▶ Instructions for the task
Produce an exact transcript of all the records.

(Task data Opens)

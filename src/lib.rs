pub mod app;
pub mod cli;
pub mod config;
pub mod data;
pub mod fanout;
pub mod geocode;
pub mod ingest;
pub mod logging;
pub mod source;
pub mod state;
pub mod utils;
pub mod web;
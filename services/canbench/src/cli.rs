//! Command line front end

use std::collections::HashMap;
use std::path::{Path, PathBuf};
use std::sync::Arc;
use std::time::Duration;

use anyhow::{anyhow, bail, Context, Result};
use clap::{Parser, Subcommand};
use colored::*;
use errors::CanError;
use signal_db::{ByteOrder, Database, Message, Saturation, Signal};
use tokio_util::sync::CancellationToken;
use tracing::{info, warn};

use crate::config::CanBenchConfig;
use crate::frame::CanFrame;
use crate::monitor::{self, ReceiveMonitor};
use crate::scheduler::{CyclicScheduler, JobStats, SweepPlan};
use crate::session::{Delivery, Transceiver, TransceiverSession};
use crate::txlog::TxOutcome;
use crate::values::SignalValueStore;

#[derive(Parser, Debug)]
#[command(name = "canbench")]
#[command(about = "CAN / CAN FD bench tester")]
#[command(version)]
pub struct Cli {
    #[command(subcommand)]
    pub command: Commands,

    /// Configuration file (yaml, toml or json)
    #[arg(short = 'c', long = "config", global = true, env = "CANBENCH_CONFIG")]
    pub config: Option<PathBuf>,

    /// Enable debug logging
    #[arg(short, long, global = true)]
    pub verbose: bool,

    /// Disable coloured output
    #[arg(long, global = true)]
    pub no_color: bool,
}

#[derive(Subcommand, Debug)]
pub enum Commands {
    /// List the messages and signals of a database
    Inspect {
        dbc: PathBuf,
    },

    /// Encode signal values into a payload
    Encode {
        dbc: PathBuf,
        message: String,
        /// SIGNAL=VALUE pairs; VALUE may be an enumeration label
        values: Vec<String>,
        /// Clamp out-of-range values instead of failing
        #[arg(long)]
        clamp: bool,
    },

    /// Decode a payload
    Decode {
        dbc: PathBuf,
        /// Message name or frame id (0x1A0, 1A0h)
        message: String,
        /// Payload in hex ("14 FF", "14FF")
        data: String,
    },

    /// Transmit one frame
    Send {
        dbc: PathBuf,
        message: String,
        values: Vec<String>,
    },

    /// Transmit a message periodically until stopped
    Cyclic {
        dbc: PathBuf,
        message: String,
        values: Vec<String>,
        /// Period in ms (defaults to the message cycle time)
        #[arg(long)]
        period_ms: Option<u64>,
        /// Stop after this many seconds
        #[arg(long)]
        duration_s: Option<f64>,
    },

    /// Step one signal through a range
    Sweep {
        dbc: PathBuf,
        message: String,
        signal: String,
        /// First value (defaults to the signal minimum)
        #[arg(long, allow_negative_numbers = true)]
        start: Option<f64>,
        /// Last value (defaults to the signal maximum)
        #[arg(long, allow_negative_numbers = true)]
        end: Option<f64>,
        #[arg(long, default_value_t = 1.0)]
        step: f64,
        #[arg(long, default_value_t = 50)]
        period_ms: u64,
        /// Start over when the end is reached
        #[arg(long)]
        repeat: bool,
    },

    /// Print received frames
    Monitor {
        /// Decode frames known to this database
        #[arg(long)]
        dbc: Option<PathBuf>,
        #[arg(long)]
        duration_s: Option<f64>,
    },

    /// Show adapter information
    Info,
}

// ============================================================================
// Helpers
// ============================================================================

/// Physical value for `text`: a number, or an enumeration label of `signal`
pub fn parse_value(signal: &Signal, text: &str) -> Result<f64, CanError> {
    if let Ok(value) = text.trim().parse::<f64>() {
        return Ok(value);
    }
    signal
        .raw_for_label(text.trim())
        .map(|raw| raw as f64 * signal.scale + signal.offset)
        .ok_or_else(|| {
            CanError::parse(format!(
                "'{}' is neither a number nor a label of {}",
                text, signal.name
            ))
        })
}

/// Parse `SIGNAL=VALUE` arguments against `message`
pub fn parse_assignments(
    message: &Message,
    args: &[String],
) -> Result<HashMap<String, f64>, CanError> {
    let mut values = HashMap::with_capacity(args.len());
    for arg in args {
        let (name, text) = arg
            .split_once('=')
            .ok_or_else(|| CanError::parse(format!("expected SIGNAL=VALUE, got '{}'", arg)))?;
        let signal = message.signal(name.trim())?;
        values.insert(signal.name.clone(), parse_value(signal, text)?);
    }
    Ok(values)
}

/// Find a message by name, falling back to a frame id
pub fn resolve_message<'a>(db: &'a Database, key: &str) -> Result<&'a Message, CanError> {
    match db.get_message_by_name(key) {
        Ok(message) => Ok(message),
        Err(not_found) => match common::hex::parse_id(key) {
            Ok(id) => db.get_message_by_id(id),
            Err(_) => Err(not_found),
        },
    }
}

fn load_db(path: &Path) -> Result<Database> {
    Database::load_file(path).with_context(|| format!("loading {}", path.display()))
}

fn duration_arg(seconds: Option<f64>) -> Result<Option<Duration>> {
    match seconds {
        Some(s) if !s.is_finite() || s <= 0.0 => bail!("duration must be positive, got {}", s),
        Some(s) => Ok(Some(Duration::from_secs_f64(s))),
        None => Ok(None),
    }
}

/// Session from configuration, connected when a driver is present
fn connect(config: &CanBenchConfig) -> Result<Arc<TransceiverSession>> {
    let session = TransceiverSession::from_config(config)?;
    match session.connect() {
        Ok(()) => {},
        Err(e) if e.is_offline() => {
            warn!("{}", e);
            println!("{}", "Adapter driver not available, running OFFLINE".yellow());
        },
        Err(e) => return Err(e.into()),
    }
    Ok(Arc::new(session))
}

(Task data Closes)

▶ Answer below
filename src/lib.rs
pub mod app;
pub mod cli;
pub mod config;
pub mod data;
pub mod fanout;
pub mod geocode;
pub mod ingest;
pub mod logging;
pub mod source;
pub mod state;
pub mod utils;
pub mod web;
filename services/canbench/src/cli.rs
//! Command line front end

use std::collections::HashMap;
use std::path::{Path, PathBuf};
use std::sync::Arc;
use std::time::Duration;

use anyhow::{anyhow, bail, Context, Result};
use clap::{Parser, Subcommand};
use colored::*;
use errors::CanError;
use signal_db::{ByteOrder, Database, Message, Saturation, Signal};
use tokio_util::sync::CancellationToken;
use tracing::{info, warn};

use crate::config::CanBenchConfig;
use crate::frame::CanFrame;
use crate::monitor::{self, ReceiveMonitor};
use crate::scheduler::{CyclicScheduler, JobStats, SweepPlan};
use crate::session::{Delivery, Transceiver, TransceiverSession};
use crate::txlog::TxOutcome;
use crate::values::SignalValueStore;

#[derive(Parser, Debug)]
#[command(name = "canbench")]
#[command(about = "CAN / CAN FD bench tester")]
#[command(version)]
pub struct Cli {
    #[command(subcommand)]
    pub command: Commands,

    /// Configuration file (yaml, toml or json)
    #[arg(short = 'c', long = "config", global = true, env = "CANBENCH_CONFIG")]
    pub config: Option<PathBuf>,

    /// Enable debug logging
    #[arg(short, long, global = true)]
    pub verbose: bool,

    /// Disable coloured output
    #[arg(long, global = true)]
    pub no_color: bool,
}

#[derive(Subcommand, Debug)]
pub enum Commands {
    /// List the messages and signals of a database
    Inspect {
        dbc: PathBuf,
    },

    /// Encode signal values into a payload
    Encode {
        dbc: PathBuf,
        message: String,
        /// SIGNAL=VALUE pairs; VALUE may be an enumeration label
        values: Vec<String>,
        /// Clamp out-of-range values instead of failing
        #[arg(long)]
        clamp: bool,
    },

    /// Decode a payload
    Decode {
        dbc: PathBuf,
        /// Message name or frame id (0x1A0, 1A0h)
        message: String,
        /// Payload in hex ("14 FF", "14FF")
        data: String,
    },

    /// Transmit one frame
    Send {
        dbc: PathBuf,
        message: String,
        values: Vec<String>,
    },

    /// Transmit a message periodically until stopped
    Cyclic {
        dbc: PathBuf,
        message: String,
        values: Vec<String>,
        /// Period in ms (defaults to the message cycle time)
        #[arg(long)]
        period_ms: Option<u64>,
        /// Stop after this many seconds
        #[arg(long)]
        duration_s: Option<f64>,
    },

    /// Step one signal through a range
    Sweep {
        dbc: PathBuf,
        message: String,
        signal: String,
        /// First value (defaults to the signal minimum)
        #[arg(long, allow_negative_numbers = true)]
        start: Option<f64>,
        /// Last value (defaults to the signal maximum)
        #[arg(long, allow_negative_numbers = true)]
        end: Option<f64>,
        #[arg(long, default_value_t = 1.0)]
        step: f64,
        #[arg(long, default_value_t = 50)]
        period_ms: u64,
        /// Start over when the end is reached
        #[arg(long)]
        repeat: bool,
    },

    /// Print received frames
    Monitor {
        /// Decode frames known to this database
        #[arg(long)]
        dbc: Option<PathBuf>,
        #[arg(long)]
        duration_s: Option<f64>,
    },

    /// Show adapter information
    Info,
}

// ============================================================================
// Helpers
// ============================================================================

/// Physical value for `text`: a number, or an enumeration label of `signal`
pub fn parse_value(signal: &Signal, text: &str) -> Result<f64, CanError> {
    if let Ok(value) = text.trim().parse::<f64>() {
        return Ok(value);
    }
    signal
        .raw_for_label(text.trim())
        .map(|raw| raw as f64 * signal.scale + signal.offset)
        .ok_or_else(|| {
            CanError::parse(format!(
                "'{}' is neither a number nor a label of {}",
                text, signal.name
            ))
        })
}

/// Parse `SIGNAL=VALUE` arguments against `message`
pub fn parse_assignments(
    message: &Message,
    args: &[String],
) -> Result<HashMap<String, f64>, CanError> {
    let mut values = HashMap::with_capacity(args.len());
    for arg in args {
        let (name, text) = arg
            .split_once('=')
            .ok_or_else(|| CanError::parse(format!("expected SIGNAL=VALUE, got '{}'", arg)))?;
        let signal = message.signal(name.trim())?;
        values.insert(signal.name.clone(), parse_value(signal, text)?);
    }
    Ok(values)
}

/// Find a message by name, falling back to a frame id
pub fn resolve_message<'a>(db: &'a Database, key: &str) -> Result<&'a Message, CanError> {
    match db.get_message_by_name(key) {
        Ok(message) => Ok(message),
        Err(not_found) => match common::hex::parse_id(key) {
            Ok(id) => db.get_message_by_id(id),
            Err(_) => Err(not_found),
        },
    }
}

fn load_db(path: &Path) -> Result<Database> {
    Database::load_file(path).with_context(|| format!("loading {}", path.display()))
}

fn duration_arg(seconds: Option<f64>) -> Result<Option<Duration>> {
    match seconds {
        Some(s) if !s.is_finite() || s <= 0.0 => bail!("duration must be positive, got {}", s),
        Some(s) => Ok(Some(Duration::from_secs_f64(s))),
        None => Ok(None),
    }
}

/// Session from configuration, connected when a driver is present
fn connect(config: &CanBenchConfig) -> Result<Arc<TransceiverSession>> {
    let session = TransceiverSession::from_config(config)?;
    match session.connect() {
        Ok(()) => {},
        Err(e) if e.is_offline() => {
            warn!("{}", e);
            println!("{}", "Adapter driver not available, running OFFLINE".yellow());
        },
        Err(e) => return Err(e.into()),
    }
    Ok(Arc::new(session))
}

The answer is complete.